(SOURCE DATA):
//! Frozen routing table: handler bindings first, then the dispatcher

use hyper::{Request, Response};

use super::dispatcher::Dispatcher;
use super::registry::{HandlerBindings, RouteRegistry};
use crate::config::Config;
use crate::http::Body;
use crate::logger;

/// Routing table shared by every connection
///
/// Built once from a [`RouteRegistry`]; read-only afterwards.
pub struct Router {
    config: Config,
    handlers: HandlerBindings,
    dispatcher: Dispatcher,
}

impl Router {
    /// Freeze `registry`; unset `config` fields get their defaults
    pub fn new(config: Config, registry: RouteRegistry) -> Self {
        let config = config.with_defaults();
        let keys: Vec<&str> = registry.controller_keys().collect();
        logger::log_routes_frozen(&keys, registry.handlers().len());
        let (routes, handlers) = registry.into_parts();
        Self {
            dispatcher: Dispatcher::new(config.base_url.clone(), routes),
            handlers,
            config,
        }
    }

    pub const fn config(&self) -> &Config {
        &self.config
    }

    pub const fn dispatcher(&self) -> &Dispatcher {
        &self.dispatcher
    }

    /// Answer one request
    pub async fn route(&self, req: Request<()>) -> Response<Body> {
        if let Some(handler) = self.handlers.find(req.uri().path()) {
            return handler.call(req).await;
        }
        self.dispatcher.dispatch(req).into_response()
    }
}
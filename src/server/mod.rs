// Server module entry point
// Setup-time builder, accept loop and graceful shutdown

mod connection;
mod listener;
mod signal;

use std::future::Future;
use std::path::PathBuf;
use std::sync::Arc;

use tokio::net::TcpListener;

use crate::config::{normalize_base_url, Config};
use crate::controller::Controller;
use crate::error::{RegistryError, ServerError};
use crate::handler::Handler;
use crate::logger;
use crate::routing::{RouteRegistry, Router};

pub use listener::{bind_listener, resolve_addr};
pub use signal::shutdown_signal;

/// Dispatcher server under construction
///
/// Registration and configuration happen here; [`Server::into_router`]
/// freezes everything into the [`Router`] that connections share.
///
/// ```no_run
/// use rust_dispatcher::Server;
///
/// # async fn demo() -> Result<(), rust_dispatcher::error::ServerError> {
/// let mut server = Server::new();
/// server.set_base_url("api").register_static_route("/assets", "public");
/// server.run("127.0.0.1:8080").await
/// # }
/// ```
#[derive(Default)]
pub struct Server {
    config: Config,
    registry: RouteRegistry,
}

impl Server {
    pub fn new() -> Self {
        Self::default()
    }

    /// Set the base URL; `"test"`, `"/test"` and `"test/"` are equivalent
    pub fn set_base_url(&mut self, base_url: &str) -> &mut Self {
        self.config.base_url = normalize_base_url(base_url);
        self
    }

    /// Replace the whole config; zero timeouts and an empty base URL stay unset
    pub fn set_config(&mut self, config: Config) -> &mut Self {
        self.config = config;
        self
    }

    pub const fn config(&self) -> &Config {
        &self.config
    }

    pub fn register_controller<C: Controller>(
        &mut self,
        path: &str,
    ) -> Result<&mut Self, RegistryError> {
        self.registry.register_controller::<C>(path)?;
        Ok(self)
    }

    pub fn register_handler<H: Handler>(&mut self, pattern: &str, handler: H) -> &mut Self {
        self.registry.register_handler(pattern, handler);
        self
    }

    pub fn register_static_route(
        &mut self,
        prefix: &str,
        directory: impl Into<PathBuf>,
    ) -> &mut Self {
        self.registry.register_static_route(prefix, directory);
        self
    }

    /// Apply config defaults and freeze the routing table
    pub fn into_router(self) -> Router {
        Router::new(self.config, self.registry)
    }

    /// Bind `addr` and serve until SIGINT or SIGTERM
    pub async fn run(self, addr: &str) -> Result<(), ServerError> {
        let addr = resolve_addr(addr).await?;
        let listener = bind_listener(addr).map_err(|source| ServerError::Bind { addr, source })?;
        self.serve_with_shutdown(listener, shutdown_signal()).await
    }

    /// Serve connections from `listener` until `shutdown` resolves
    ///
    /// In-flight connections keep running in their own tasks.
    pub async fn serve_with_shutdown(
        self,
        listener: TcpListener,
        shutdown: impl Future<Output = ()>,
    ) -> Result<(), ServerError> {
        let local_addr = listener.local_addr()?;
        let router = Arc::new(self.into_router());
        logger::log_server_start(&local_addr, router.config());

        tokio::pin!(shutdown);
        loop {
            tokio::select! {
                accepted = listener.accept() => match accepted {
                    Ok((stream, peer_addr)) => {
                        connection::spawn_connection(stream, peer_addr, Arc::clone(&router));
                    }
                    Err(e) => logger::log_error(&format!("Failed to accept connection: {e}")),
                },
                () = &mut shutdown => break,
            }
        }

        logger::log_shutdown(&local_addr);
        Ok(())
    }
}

(ACTIVITY): Please give only the number of lines in the listing that hold the word "prefix".

(ANSWER FOR THIS EXERCISE): 2